══ EXTRACTED RECORDS ══

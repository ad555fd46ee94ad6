//! PostgreSQL store. Every call borrows one pooled connection for a single statement.

use super::Store;
use crate::config::AppConfig;
use crate::error::StoreError;
use crate::model::{
    Course, NewCourse, NewProject, NewUser, Project, ProjectChanges, ProjectWithOwner, User,
    UserChanges, UserWithProjects,
};
use async_trait::async_trait;
use sqlx::postgres::{PgConnectOptions, PgPoolOptions};
use sqlx::types::Json;
use sqlx::{ConnectOptions, PgPool};
use std::str::FromStr;

const USER_COLUMNS: &str = "id, student_id, name, email, age";
const PROJECT_COLUMNS: &str = "id, name, description, owner_id";
const COURSE_COLUMNS: &str = "id, code, name, credits";

#[derive(Clone, Debug)]
pub struct PgStore {
    pool: PgPool,
}

impl PgStore {
    pub fn new(pool: PgPool) -> Self {
        Self { pool }
    }

    /// Open a pool sized from config.
    pub async fn connect(config: &AppConfig) -> Result<Self, StoreError> {
        let pool = PgPoolOptions::new()
            .max_connections(config.max_connections)
            .connect(&config.database_url)
            .await?;
        Ok(Self { pool })
    }

    pub fn pool(&self) -> &PgPool {
        &self.pool
    }
}

#[derive(sqlx::FromRow)]
struct ProjectOwnerRow {
    id: i64,
    name: String,
    description: Option<String>,
    owner_id: i64,
    owner_student_id: String,
    owner_name: String,
    owner_email: String,
    owner_age: i32,
}

impl From<ProjectOwnerRow> for ProjectWithOwner {
    fn from(r: ProjectOwnerRow) -> Self {
        ProjectWithOwner {
            owner: User {
                id: r.owner_id,
                student_id: r.owner_student_id,
                name: r.owner_name,
                email: r.owner_email,
                age: r.owner_age,
            },
            project: Project {
                id: r.id,
                name: r.name,
                description: r.description,
                owner_id: r.owner_id,
            },
        }
    }
}

#[derive(sqlx::FromRow)]
struct UserProjectsRow {
    #[sqlx(flatten)]
    user: User,
    projects: Json<Vec<Project>>,
}

#[async_trait]
impl Store for PgStore {
    async fn ping(&self) -> Result<(), StoreError> {
        sqlx::query("SELECT 1").execute(&self.pool).await?;
        Ok(())
    }

    async fn list_users(&self) -> Result<Vec<User>, StoreError> {
        let sql = format!("SELECT {} FROM users ORDER BY id", USER_COLUMNS);
        Ok(sqlx::query_as::<_, User>(&sql).fetch_all(&self.pool).await?)
    }

    async fn get_user(&self, id: i64) -> Result<Option<User>, StoreError> {
        let sql = format!("SELECT {} FROM users WHERE id = $1", USER_COLUMNS);
        Ok(sqlx::query_as::<_, User>(&sql)
            .bind(id)
            .fetch_optional(&self.pool)
            .await?)
    }

    async fn get_user_with_projects(&self, id: i64) -> Result<Option<UserWithProjects>, StoreError> {
        let sql = format!(
            "SELECT {}, \
             (SELECT COALESCE(json_agg(sub ORDER BY sub.id), '[]'::json) \
              FROM (SELECT {} FROM projects p WHERE p.owner_id = u.id) sub) AS projects \
             FROM users u WHERE u.id = $1",
            USER_COLUMNS, PROJECT_COLUMNS
        );
        let row = sqlx::query_as::<_, UserProjectsRow>(&sql)
            .bind(id)
            .fetch_optional(&self.pool)
            .await?;
        Ok(row.map(|r| UserWithProjects {
            user: r.user,
            projects: r.projects.0,
        }))
    }

    async fn create_user(&self, user: &NewUser) -> Result<User, StoreError> {
        tracing::debug!(email = %user.email, "insert user");
        let sql = format!(
            "INSERT INTO users (student_id, name, email, age) VALUES ($1, $2, $3, $4) RETURNING {}",
            USER_COLUMNS
        );
        Ok(sqlx::query_as::<_, User>(&sql)
            .bind(&user.student_id)
            .bind(&user.name)
            .bind(&user.email)
            .bind(user.age)
            .fetch_one(&self.pool)
            .await?)
    }

    async fn replace_user(&self, id: i64, user: &NewUser) -> Result<Option<User>, StoreError> {
        tracing::debug!(id, "replace user");
        let sql = format!(
            "UPDATE users SET student_id = $2, name = $3, email = $4, age = $5 WHERE id = $1 RETURNING {}",
            USER_COLUMNS
        );
        Ok(sqlx::query_as::<_, User>(&sql)
            .bind(id)
            .bind(&user.student_id)
            .bind(&user.name)
            .bind(&user.email)
            .bind(user.age)
            .fetch_optional(&self.pool)
            .await?)
    }

    async fn patch_user(&self, id: i64, changes: &UserChanges) -> Result<Option<User>, StoreError> {
        tracing::debug!(id, "patch user");
        let sql = format!(
            "UPDATE users SET \
             student_id = COALESCE($2, student_id), \
             name = COALESCE($3, name), \
             email = COALESCE($4, email), \
             age = COALESCE($5, age) \
             WHERE id = $1 RETURNING {}",
            USER_COLUMNS
        );
        Ok(sqlx::query_as::<_, User>(&sql)
            .bind(id)
            .bind(changes.student_id.as_deref())
            .bind(changes.name.as_deref())
            .bind(changes.email.as_deref())
            .bind(changes.age)
            .fetch_optional(&self.pool)
            .await?)
    }

    async fn delete_user(&self, id: i64) -> Result<bool, StoreError> {
        tracing::debug!(id, "delete user");
        let done = sqlx::query("DELETE FROM users WHERE id = $1")
            .bind(id)
            .execute(&self.pool)
            .await?;
        Ok(done.rows_affected() > 0)
    }

    async fn list_projects(&self) -> Result<Vec<Project>, StoreError> {
        let sql = format!("SELECT {} FROM projects ORDER BY id", PROJECT_COLUMNS);
        Ok(sqlx::query_as::<_, Project>(&sql).fetch_all(&self.pool).await?)
    }

    async fn list_projects_for_owner(&self, owner_id: i64) -> Result<Vec<Project>, StoreError> {
        let sql = format!(
            "SELECT {} FROM projects WHERE owner_id = $1 ORDER BY id",
            PROJECT_COLUMNS
        );
        Ok(sqlx::query_as::<_, Project>(&sql)
            .bind(owner_id)
            .fetch_all(&self.pool)
            .await?)
    }

    async fn get_project_with_owner(&self, id: i64) -> Result<Option<ProjectWithOwner>, StoreError> {
        let row = sqlx::query_as::<_, ProjectOwnerRow>(
            "SELECT p.id, p.name, p.description, p.owner_id, \
             u.student_id AS owner_student_id, u.name AS owner_name, \
             u.email AS owner_email, u.age AS owner_age \
             FROM projects p JOIN users u ON u.id = p.owner_id \
             WHERE p.id = $1",
        )
        .bind(id)
        .fetch_optional(&self.pool)
        .await?;
        Ok(row.map(ProjectWithOwner::from))
    }

    async fn create_project(&self, project: &NewProject) -> Result<Project, StoreError> {
        tracing::debug!(owner_id = project.owner_id, "insert project");
        let sql = format!(
            "INSERT INTO projects (name, description, owner_id) VALUES ($1, $2, $3) RETURNING {}",
            PROJECT_COLUMNS
        );
        Ok(sqlx::query_as::<_, Project>(&sql)
            .bind(&project.name)
            .bind(project.description.as_deref())
            .bind(project.owner_id)
            .fetch_one(&self.pool)
            .await?)
    }

    async fn replace_project(&self, id: i64, project: &NewProject) -> Result<Option<Project>, StoreError> {
        tracing::debug!(id, "replace project");
        let sql = format!(
            "UPDATE projects SET name = $2, description = $3, owner_id = $4 WHERE id = $1 RETURNING {}",
            PROJECT_COLUMNS
        );
        Ok(sqlx::query_as::<_, Project>(&sql)
            .bind(id)
            .bind(&project.name)
            .bind(project.description.as_deref())
            .bind(project.owner_id)
            .fetch_optional(&self.pool)
            .await?)
    }

    async fn patch_project(&self, id: i64, changes: &ProjectChanges) -> Result<Option<Project>, StoreError> {
        tracing::debug!(id, "patch project");
        let sql = format!(
            "UPDATE projects SET \
             name = COALESCE($2, name), \
             description = CASE WHEN $3 THEN $4 ELSE description END \
             WHERE id = $1 RETURNING {}",
            PROJECT_COLUMNS
        );
        let description = changes.description.as_ref();
        Ok(sqlx::query_as::<_, Project>(&sql)
            .bind(id)
            .bind(changes.name.as_deref())
            .bind(description.is_some())
            .bind(description.and_then(|d| d.as_deref()))
            .fetch_optional(&self.pool)
            .await?)
    }

    async fn create_course(&self, course: &NewCourse) -> Result<Course, StoreError> {
        tracing::debug!(code = %course.code, "insert course");
        let sql = format!(
            "INSERT INTO courses (code, name, credits) VALUES ($1, $2, $3) RETURNING {}",
            COURSE_COLUMNS
        );
        Ok(sqlx::query_as::<_, Course>(&sql)
            .bind(&course.code)
            .bind(&course.name)
            .bind(course.credits)
            .fetch_one(&self.pool)
            .await?)
    }

    async fn list_courses(&self, limit: u32, offset: u32) -> Result<Vec<Course>, StoreError> {
        let sql = format!(
            "SELECT {} FROM courses ORDER BY id LIMIT $1 OFFSET $2",
            COURSE_COLUMNS
        );
        Ok(sqlx::query_as::<_, Course>(&sql)
            .bind(i64::from(limit))
            .bind(i64::from(offset))
            .fetch_all(&self.pool)
            .await?)
    }
}

/// Ensure the database named in `database_url` exists, creating it if not. Connects to the
/// `postgres` maintenance database to run CREATE DATABASE. Call before building the pool.
pub async fn ensure_database_exists(database_url: &str) -> Result<(), StoreError> {
    let Some((admin_url, db_name)) = split_db_name(database_url) else {
        return Ok(());
    };
    if db_name.is_empty() || db_name == "postgres" {
        return Ok(());
    }
    let mut conn = PgConnectOptions::from_str(&admin_url)?.connect().await?;
    let (exists,): (bool,) = sqlx::query_as("SELECT EXISTS(SELECT 1 FROM pg_database WHERE datname = $1)")
        .bind(&db_name)
        .fetch_one(&mut conn)
        .await?;
    if !exists {
        tracing::info!(database = %db_name, "creating database");
        sqlx::query(&format!("CREATE DATABASE {}", quote_ident(&db_name)))
            .execute(&mut conn)
            .await?;
    }
    Ok(())
}

/// Split `postgres://host/db?opts` into (`postgres://host/postgres?opts`, `db`).
fn split_db_name(url: &str) -> Option<(String, String)> {
    let scheme_end = url.find("://")? + 3;
    let slash = scheme_end + url[scheme_end..].find('/')?;
    let rest = &url[slash + 1..];
    let (db_name, query) = match rest.split_once('?') {
        Some((db, q)) => (db, Some(q)),
        None => (rest, None),
    };
    let mut admin_url = format!("{}/postgres", &url[..slash]);
    if let Some(q) = query {
        admin_url.push('?');
        admin_url.push_str(q);
    }
    Some((admin_url, db_name.trim().to_string()))
}

fn quote_ident(name: &str) -> String {
    format!("\"{}\"", name.replace('"', "\"\""))
}

#[cfg(test)]
mod tests {
    use super::*;

    #[test]
    fn splits_database_name_from_url() {
        assert_eq!(
            split_db_name("postgres://app:pw@db:5432/campus"),
            Some(("postgres://app:pw@db:5432/postgres".into(), "campus".into()))
        );
        assert_eq!(
            split_db_name("postgres://localhost/campus?sslmode=disable"),
            Some(("postgres://localhost/postgres?sslmode=disable".into(), "campus".into()))
        );
        assert_eq!(split_db_name("postgres://localhost"), None);
    }

    #[test]
    fn quotes_identifiers() {
        assert_eq!(quote_ident("campus"), "\"campus\"");
        assert_eq!(quote_ident("a\"b"), "\"a\"\"b\"");
    }
}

═══

WHAT YOU WILL DO:
Taking the entries above, restate exactly those lines that fall between the line with "pub async fn connect(config: &AppConfig)" and the line with "async fn get_user_with_projects(&self, id: i64)", keeping both of those lines too.

REPLY:
    pub async fn connect(config: &AppConfig) -> Result<Self, StoreError> {
        let pool = PgPoolOptions::new()
            .max_connections(config.max_connections)
            .connect(&config.database_url)
            .await?;
        Ok(Self { pool })
    }

    pub fn pool(&self) -> &PgPool {
        &self.pool
    }
}

#[derive(sqlx::FromRow)]
struct ProjectOwnerRow {
    id: i64,
    name: String,
    description: Option<String>,
    owner_id: i64,
    owner_student_id: String,
    owner_name: String,
    owner_email: String,
    owner_age: i32,
}

impl From<ProjectOwnerRow> for ProjectWithOwner {
    fn from(r: ProjectOwnerRow) -> Self {
        ProjectWithOwner {
            owner: User {
                id: r.owner_id,
                student_id: r.owner_student_id,
                name: r.owner_name,
                email: r.owner_email,
                age: r.owner_age,
            },
            project: Project {
                id: r.id,
                name: r.name,
                description: r.description,
                owner_id: r.owner_id,
            },
        }
    }
}

#[derive(sqlx::FromRow)]
struct UserProjectsRow {
    #[sqlx(flatten)]
    user: User,
    projects: Json<Vec<Project>>,
}

#[async_trait]
impl Store for PgStore {
    async fn ping(&self) -> Result<(), StoreError> {
        sqlx::query("SELECT 1").execute(&self.pool).await?;
        Ok(())
    }

    async fn list_users(&self) -> Result<Vec<User>, StoreError> {
        let sql = format!("SELECT {} FROM users ORDER BY id", USER_COLUMNS);
        Ok(sqlx::query_as::<_, User>(&sql).fetch_all(&self.pool).await?)
    }

    async fn get_user(&self, id: i64) -> Result<Option<User>, StoreError> {
        let sql = format!("SELECT {} FROM users WHERE id = $1", USER_COLUMNS);
        Ok(sqlx::query_as::<_, User>(&sql)
            .bind(id)
            .fetch_optional(&self.pool)
            .await?)
    }

    async fn get_user_with_projects(&self, id: i64) -> Result<Option<UserWithProjects>, StoreError> {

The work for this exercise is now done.